Why use a similarity matrix?

This may seem complicated, but similarity matrixes can be quite useful:

A similarity matrix is far more efficient than manually analyzing the card sorts of each of your participants to find common groupings, which can be a tedious process. Using a similarity matrix will help you summarize all this information, allowing you to spot user consensus at a glance. This saves time and effort in uncovering patterns. It’s a more robust methodology that goes beyond categorizations and actually shows similarities on a card-to-card basis. This will help you identify potential subcategories or refine your initial category labels because a similarity matrix reveals cards users intuitively associate with each other, even if they ended up in different categories. It will help you spot cards, topics or areas that need further investigation. If you keep an eye out for sparsely-filled areas in the matrix, you’ll be able to identify cards that weren’t consistently grouped with any others. This can point to poorly defined cards or concepts that users struggled to categorize. You can then investigate these cards further to understand the cause of user confusion and further improve the information architecture.

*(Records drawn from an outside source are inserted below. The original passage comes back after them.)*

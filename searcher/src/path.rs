use std::fmt;

/// A single state along a path, with the action that produced it.
#[derive(Debug, Clone, PartialEq, Eq)]
pub struct Step<S, A> {
    state: S,
    action: Option<A>,
    cost: usize,
}

impl<S, A> Step<S, A> {
    pub(crate) fn new(state: S, action: Option<A>, cost: usize) -> Self {
        Self {
            state,
            action,
            cost,
        }
    }

    pub fn state(&self) -> &S {
        &self.state
    }

    /// `None` for the initial state.
    pub fn action(&self) -> Option<&A> {
        self.action.as_ref()
    }

    /// Cost accumulated up to and including this step.
    pub fn cost(&self) -> usize {
        self.cost
    }
}

/// The ordered steps from an initial state to a goal.
///
/// A path always contains at least the initial state; when that state was
/// already a goal the path has length zero.
#[derive(Debug, Clone, PartialEq, Eq)]
pub struct Path<S, A> {
    steps: Vec<Step<S, A>>,
}

impl<S, A> Path<S, A> {
    pub(crate) fn new(steps: Vec<Step<S, A>>) -> Self {
        debug_assert!(!steps.is_empty(), "A path must contain its origin");
        Self { steps }
    }

    /// Number of transitions taken.
    pub fn len(&self) -> usize {
        self.steps.len() - 1
    }

    /// True when the origin was already a goal.
    pub fn is_empty(&self) -> bool {
        self.len() == 0
    }

    pub fn steps(&self) -> &[Step<S, A>] {
        &self.steps
    }

    pub fn origin(&self) -> &S {
        &self.steps[0].state
    }

    pub fn destination(&self) -> &S {
        &self.steps[self.steps.len() - 1].state
    }

    /// Total cost of the path.
    pub fn cost(&self) -> usize {
        self.steps[self.steps.len() - 1].cost
    }

    pub fn states(&self) -> impl Iterator<Item = &S> {
        self.steps.iter().map(|s| &s.state)
    }

    pub fn actions(&self) -> impl Iterator<Item = &A> {
        self.steps.iter().filter_map(|s| s.action.as_ref())
    }
}

impl<S, A> fmt::Display for Path<S, A>
where
    S: fmt::Display,
    A: fmt::Display,
{
    fn fmt(&self, f: &mut fmt::Formatter) -> fmt::Result {
        for step in &self.steps {
            match &step.action {
                Some(action) => writeln!(f, "{}  {}", step.state, action)?,
                None => writeln!(f, "{}  initial state", step.state)?,
            }
        }
        Ok(())
    }
}

#[cfg(test)]
mod test {
    use super::*;

    fn example() -> Path<u32, &'static str> {
        Path::new(vec![
            Step::new(1, None, 0),
            Step::new(2, Some("double"), 1),
            Step::new(4, Some("double"), 2),
        ])
    }

    #[test]
    fn accessors() {
        let path = example();
        assert_eq!(path.len(), 2);
        assert!(!path.is_empty());
        assert_eq!(*path.origin(), 1);
        assert_eq!(*path.destination(), 4);
        assert_eq!(path.cost(), 2);
        assert_eq!(path.actions().count(), 2);
    }

    #[test]
    fn zero_length() {
        let path: Path<u32, &str> = Path::new(vec![Step::new(9, None, 0)]);
        assert_eq!(path.len(), 0);
        assert!(path.is_empty());
        assert_eq!(path.origin(), path.destination());
    }

    #[test]
    fn display() {
        assert_eq!(
            example().to_string(),
            "1  initial state\n2  double\n4  double\n"
        );
    }
}
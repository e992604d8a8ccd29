//! Dijkstra's Algorithm

use super::astar::best_first;
use super::{Report, SearchOptions};
use crate::errors::Result;
use crate::traits::SearchProblem;

/// Perform a search using Dijkstra's algorithm.
///
/// Dijkstra's algorithm behaves like a breadth first search, but always
/// expands the cheapest known path next, so it stays optimal when
/// transitions have different costs. It is A* with a heuristic of zero.
pub fn run<P>(problem: &P, origin: P::State) -> Result<Report<P>>
where
    P: SearchProblem,
{
    run_with_options(problem, origin, SearchOptions::default())
}

pub fn run_with_options<P>(problem: &P, origin: P::State, options: SearchOptions) -> Result<Report<P>>
where
    P: SearchProblem,
{
    best_first(problem, origin, options, true, |g, _| g)
}

#[cfg(test)]
mod test {
    use super::*;
    use crate::algorithm::basic::bfs;
    use crate::test_utils::Weighted;

    #[test]
    fn cheaper_than_bfs() {
        let graph = Weighted::new('G')
            .edge('S', 'G', 10)
            .edge('S', 'A', 1)
            .edge('A', 'B', 1)
            .edge('B', 'G', 1);

        let shortest = bfs(&graph, 'S').unwrap().path().unwrap();
        assert_eq!(shortest.len(), 1);
        assert_eq!(shortest.cost(), 10);

        let cheapest = run(&graph, 'S').unwrap().path().unwrap();
        assert_eq!(cheapest.len(), 3);
        assert_eq!(cheapest.cost(), 3);
    }

    #[test]
    fn step_limit() {
        use crate::SearchError;

        let graph = Weighted::new('G')
            .edge('S', 'A', 1)
            .edge('A', 'B', 1)
            .edge('B', 'G', 1);
        let options = SearchOptions::default().with_limit(2);
        assert_eq!(
            run_with_options(&graph, 'S', options).unwrap_err(),
            SearchError::StepLimitExhausted(2)
        );
    }
}
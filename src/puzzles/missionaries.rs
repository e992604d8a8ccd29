//! Missionaries and cannibals.
//!
//! Three missionaries and three cannibals need to cross a river in a boat
//! which carries at most two. Cannibals may never outnumber the missionaries
//! on a bank where any missionaries are standing.

use std::fmt;
use std::io::Read;

use anyhow::Error;
use searcher::{SearchError, SearchHeuristic, SearchProblem, SearchResult, Transition};

use super::{lines, read_input, PuzzleError};
use crate::literal::parse_values;
use crate::{solve, RunOptions, Strategy};

/// People of each kind in the party.
pub const TOTAL: u8 = 3;

/// Everyone the boat can carry in one crossing, as (missionaries, cannibals).
const LOADS: [(u8, u8); 5] = [(2, 0), (0, 2), (1, 1), (1, 0), (0, 1)];

#[derive(Debug, Clone, Copy, PartialEq, Eq, Hash)]
pub enum Side {
    Start,
    Far,
}

impl Side {
    fn opposite(self) -> Side {
        match self {
            Side::Start => Side::Far,
            Side::Far => Side::Start,
        }
    }
}

impl fmt::Display for Side {
    fn fmt(&self, f: &mut fmt::Formatter) -> fmt::Result {
        match self {
            Side::Start => write!(f, "starting bank"),
            Side::Far => write!(f, "far bank"),
        }
    }
}

/// Who is on the starting bank, and where the boat is.
#[derive(Debug, Clone, Copy, PartialEq, Eq, Hash)]
pub struct Bank {
    pub missionaries: u8,
    pub cannibals: u8,
    pub boat: Side,
}

impl Bank {
    /// Everyone waiting on the starting bank.
    pub fn start() -> Self {
        Self {
            missionaries: TOTAL,
            cannibals: TOTAL,
            boat: Side::Start,
        }
    }

    /// Build a bank from raw counts, with the boat given as 1 for the
    /// starting bank and 0 for the far bank.
    pub fn from_counts(missionaries: i32, cannibals: i32, boat: i32) -> SearchResult<Self> {
        let count = |n: i32, kind: &str| {
            if n < 0 || n > TOTAL as i32 {
                Err(SearchError::InvalidState(format!(
                    "{} {} is not between 0 and {}",
                    n, kind, TOTAL
                )))
            } else {
                Ok(n as u8)
            }
        };

        let boat = match boat {
            1 => Side::Start,
            0 => Side::Far,
            b => {
                return Err(SearchError::InvalidState(format!(
                    "boat must be 1 (starting bank) or 0 (far bank), found {}",
                    b
                )))
            }
        };

        Ok(Self {
            missionaries: count(missionaries, "missionaries")?,
            cannibals: count(cannibals, "cannibals")?,
            boat,
        })
    }

    /// Neither bank has missionaries outnumbered by cannibals.
    pub fn is_safe(&self) -> bool {
        let safe = |m: u8, c: u8| m == 0 || m >= c;
        self.missionaries <= TOTAL
            && self.cannibals <= TOTAL
            && safe(self.missionaries, self.cannibals)
            && safe(TOTAL - self.missionaries, TOTAL - self.cannibals)
    }

    fn cross(&self, missionaries: u8, cannibals: u8) -> Option<Bank> {
        let (m, c) = match self.boat {
            Side::Start => (
                self.missionaries.checked_sub(missionaries)?,
                self.cannibals.checked_sub(cannibals)?,
            ),
            Side::Far => (self.missionaries + missionaries, self.cannibals + cannibals),
        };

        let next = Bank {
            missionaries: m,
            cannibals: c,
            boat: self.boat.opposite(),
        };
        if next.is_safe() {
            Some(next)
        } else {
            None
        }
    }
}

impl fmt::Display for Bank {
    fn fmt(&self, f: &mut fmt::Formatter) -> fmt::Result {
        let people = |m: u8, c: u8| {
            format!(
                "{}{}{}{}",
                "M".repeat(m as usize),
                ".".repeat((TOTAL - m) as usize),
                "C".repeat(c as usize),
                ".".repeat((TOTAL - c) as usize)
            )
        };
        let river = match self.boat {
            Side::Start => "|B~~|",
            Side::Far => "|~~B|",
        };
        write!(
            f,
            "{} {} {}",
            people(self.missionaries, self.cannibals),
            river,
            people(TOTAL - self.missionaries, TOTAL - self.cannibals)
        )
    }
}

/// One trip of the boat.
#[derive(Debug, Clone, Copy, PartialEq, Eq)]
pub struct Crossing {
    pub missionaries: u8,
    pub cannibals: u8,
    pub towards: Side,
}

impl fmt::Display for Crossing {
    fn fmt(&self, f: &mut fmt::Formatter) -> fmt::Result {
        let plural = |n: u8, one: &'static str, many: &'static str| if n == 1 { one } else { many };
        write!(
            f,
            "{} {} and {} {} cross to the {}",
            self.missionaries,
            plural(self.missionaries, "missionary", "missionaries"),
            self.cannibals,
            plural(self.cannibals, "cannibal", "cannibals"),
            self.towards
        )
    }
}

#[derive(Debug, Clone, Copy, Default)]
pub struct RiverCrossing;

impl SearchProblem for RiverCrossing {
    type State = Bank;
    type Action = Crossing;

    fn check(&self, state: &Bank) -> SearchResult<()> {
        if state.is_safe() {
            Ok(())
        } else {
            Err(SearchError::InvalidState(format!(
                "missionaries are outnumbered in {}",
                state
            )))
        }
    }

    fn is_goal(&self, state: &Bank) -> bool {
        state.missionaries == 0 && state.cannibals == 0 && state.boat == Side::Far
    }

    fn successors(&self, state: &Bank) -> Vec<Transition<Bank, Crossing>> {
        LOADS
            .iter()
            .filter_map(|&(m, c)| {
                state.cross(m, c).map(|next| {
                    let crossing = Crossing {
                        missionaries: m,
                        cannibals: c,
                        towards: next.boat,
                    };
                    Transition::unit(crossing, next)
                })
            })
            .collect()
    }
}

impl SearchHeuristic for RiverCrossing {
    /// The boat moves at most two people per trip.
    fn heuristic(&self, state: &Bank) -> usize {
        (state.missionaries as usize + state.cannibals as usize + 1) / 2
    }
}

fn parse_bank(line: &str) -> Result<Bank, Error> {
    let values = parse_values::<i32>(line)?;
    match values.as_slice() {
        [m, c, b] => Ok(Bank::from_counts(*m, *c, *b)?),
        _ => Err(PuzzleError::InvalidToken(line.to_string()).into()),
    }
}

pub(crate) fn main(input: Box<dyn Read + 'static>, options: &RunOptions) -> Result<(), Error> {
    let text = read_input(input)?;
    let bank = match lines(&text).next() {
        Some(line) => parse_bank(line)?,
        None => Bank::start(),
    };

    println!("Initial: {}", bank);
    for strategy in options.strategies(&[Strategy::BreadthFirst, Strategy::DepthFirst]) {
        solve(&RiverCrossing, bank, strategy, options)?;
    }

    Ok(())
}
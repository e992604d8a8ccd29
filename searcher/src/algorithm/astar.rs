use std::cmp::Reverse;
use std::collections::BinaryHeap;

use super::{Outcome, Report, SearchOptions, SearchReport, SearchStatistics, Solution, StepLimit};
use crate::errors::Result;
use crate::space::{NodeId, SearchSpace};
use crate::traits::{SearchHeuristic, SearchProblem};

/// Entry in the frontier, ordered by estimated total cost and then by
/// insertion order, so that runs are reproducible.
type Priority = Reverse<(usize, u64, NodeId)>;

/// A priority queue which always yields the node with the lowest
/// `g + h`.
#[derive(Debug, Default)]
pub struct AStarQueue {
    queue: BinaryHeap<Priority>,
    sequence: u64,
}

impl AStarQueue {
    fn push(&mut self, id: NodeId, estimate: usize) {
        self.queue.push(Reverse((estimate, self.sequence, id)));
        self.sequence += 1;
    }

    fn pop(&mut self) -> Option<NodeId> {
        self.queue.pop().map(|Reverse((_, _, id))| id)
    }

    fn len(&self) -> usize {
        self.queue.len()
    }
}

/// Best-first search, expanding the open node with the lowest
/// `priority(g, state)` first.
///
/// With `relax` set, a strictly cheaper path to a known state replaces the
/// recorded one and the state is queued again, even if it was already
/// expanded. Otherwise the first path found to each state is kept.
pub(crate) fn best_first<P, F>(
    problem: &P,
    origin: P::State,
    options: SearchOptions,
    relax: bool,
    priority: F,
) -> Result<Report<P>>
where
    P: SearchProblem,
    F: Fn(usize, &P::State) -> usize,
{
    problem.check(&origin)?;

    let mut statistics = SearchStatistics::new();
    let mut counter = options.limit.map(StepLimit::new);
    let mut queue = AStarQueue::default();

    let f = priority(0, &origin);
    let mut space = SearchSpace::new(origin);
    queue.push(space.root(), f);
    statistics.record_frontier(queue.len());

    let mut goal = None;
    while let Some(id) = queue.pop() {
        let node = space.node(id);

        // Stale entry left behind by a relaxation.
        if node.is_closed() {
            continue;
        }

        if problem.is_goal(node.state()) {
            goal = Some(id);
            break;
        }

        if let Some(counter) = counter.as_mut() {
            counter.increment()?;
        }

        let cost = node.cost();
        let transitions = problem.successors(node.state());
        space.close(id);
        statistics.increment_expanded();
        statistics.progress(options.verbose, queue.len(), space.len());

        for transition in transitions {
            statistics.increment_generated();
            let g = cost + transition.cost;

            match space.lookup(&transition.state) {
                Some(existing) => {
                    if relax && space.relax(existing, id, transition.action, g) {
                        statistics.increment_relaxed();
                        queue.push(existing, priority(g, &transition.state));
                    } else {
                        statistics.increment_duplicates();
                    }
                }
                None => {
                    let f = priority(g, &transition.state);
                    let child = space.insert(transition.state, id, transition.action, g);
                    queue.push(child, f);
                }
            }
        }
        statistics.record_frontier(queue.len());
    }

    statistics.finalise(goal.is_some());
    let outcome = match goal {
        Some(id) => Outcome::Found(Solution::new(space, id)),
        None => Outcome::NoSolution,
    };

    Ok(SearchReport {
        outcome,
        statistics,
    })
}

/// A* search, guided by [SearchHeuristic::heuristic].
///
/// With an admissible heuristic the returned path has the minimum total
/// cost. Explored states are reopened when a cheaper path to them turns up,
/// so the heuristic need not be consistent.
pub fn astar<P>(problem: &P, origin: P::State) -> Result<Report<P>>
where
    P: SearchHeuristic,
{
    astar_with_options(problem, origin, SearchOptions::default())
}

pub fn astar_with_options<P>(problem: &P, origin: P::State, options: SearchOptions) -> Result<Report<P>>
where
    P: SearchHeuristic,
{
    best_first(problem, origin, options, true, |g, state| {
        g + problem.heuristic(state)
    })
}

How to create a similarity matrix to analyze your card sorting data (template included)

Here’s a breakdown of creating a similarity matrix in Excel, including a template linked here:

Step 1: Conducting the card sorting exercise

Let’s say you have a set of 10 cards in an open card sorting exercise. You then invite participants (let’s call them Participant 1, Participant 2, Participant 3, etc.) to sort these cards into groups based on how they think these categories are related or should be organized. Each participant can create their own groups and label them as they see fit.

Step 2: Collect and set up up your data

During the exercise, you observe and record how each participant groups the cards. You will note what groups or categories were created by the participants and which cards were placed into each of these groups/categories by each participant.

Open a new Excel sheet. Create two headers: In the first column (Column A), list the participant names (P1, P2, etc.).

In the first row (starting from Row 2), list the product categories used in the card sorting exercise.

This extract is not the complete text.